Oedipus Rex (Sophocles, c. 429 BCE): A leader attempts to end a plague that his own inattention has made significantly worse. He is not good at it. A lot of people die.
Romeo and Juliet (William Shakespeare, c. 1597): Two teens are ordered by their parents to remain socially distant from one another. They do not listen. A lot of people die.
Pride and Prejudice (Jane Austen, 1813): People voluntarily visit one another in dangerous conditions knowing it will make them fall ill. This is supposed to improve their economic standing somehow.
“The Masque of the Red Death” (Edgar Allan Poe, 1842): A once prosperous country’s likely insane ruler ignores the outbreak of a disease that has killed the poor in disproportionate numbers, ordering everyone to disregard it and gather as normal. A lot of people die.
Walden (Henry David Thoreau, 1854): A man desires to commune with nature after wearying of the indoors, but the closest he comes is camping out in his friend’s backyard.
Madame Bovary (Gustave Flaubert, 1856): With only her novels for company during a period of physical and emotional isolation, a young woman is moved to sleep with the first available candidate.
Crime and Punishment (Fyodor Dostoevsky, 1866): A young man decides it would be worthwhile to kill his landlady after spending far too much time in a cramped apartment that he can barely afford.
The Invisible Man (H. G. Wells, 1897): A backwater learns to despise the one man who understands science enough to avoid being seen in public.
In Search of Lost Time (Marcel Proust, 1913–1927): While the narrator is stuck in his bedroom for a prolonged period, everything about the way life used to be comes flooding back to him in vivid detail.
The Metamorphosis (Franz Kafka, 1915): A traveling salesman self-quarantines after contracting a mysterious disease. He and his family grow steadily less knowable to one another the longer they spend apart. Meanwhile, his boss harasses him about returning to work.
The Worm Ouroboros (E. R. Eddison, 1922): All the bullshit of this life never ends and we’re stuck in it forever because the ruling class enjoys it. A lot of people die.
The Magic Mountain (Thomas Mann, 1924): A young man learns to do nothing for months at a time while a poorly-understood illness ravages the patients of a mountaintop clinic, allegorically exposing the irreparable rot at the core of modern society. A lot of people die.
The Great Gatsby (F. Scott Fitzgerald, 1925): A man who has made an absurd amount of money throws huge, unlawful parties at his estate. People die.
Finnegans Wake (James Joyce, 1939): Nobody has any idea what this book is about, even now. Sorry.
The Plague (Albert Camus, 1947): A mysterious disease afflicts a city’s residents while Fascist takeover lingers in the background. A lot of people die.

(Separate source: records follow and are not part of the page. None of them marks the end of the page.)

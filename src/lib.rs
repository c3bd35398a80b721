//! Wealth Insight - descriptive statistics for wealthiest-people datasets
//!
//! Pipeline: load CSV → validate columns → aggregate → print/plot.
//!
//! - [`data`]: CSV loading, the [`data::Dataset`] table and its validator.
//! - [`stats`]: describe, industry averages, skewness and kurtosis.
//! - [`charts`]: bar and box charts rendered onto a [`charts::ChartSurface`].
//! - [`report`]: console tables and JSON output.
//! - [`cli`]: command line options and the entry-point flow.

pub mod charts;
pub mod cli;
pub mod data;
pub mod report;
pub mod stats;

Death of a Salesman (Arthur Miller, 1949): A wannabe capitalist decides that working and dying are the only suitable options for the labor force.
Waiting for Godot (Samuel Beckett, 1953): Two isolated companions wait for something to happen. Nothing does. Somebody misplaces a watch—to no real detriment, because time is without meaning.
One Hundred Years of Solitude (Gabriel García Márquez, 1967): A series of poor decisions force an entire community into a century of insularity before it eventually disappears from the face of the earth.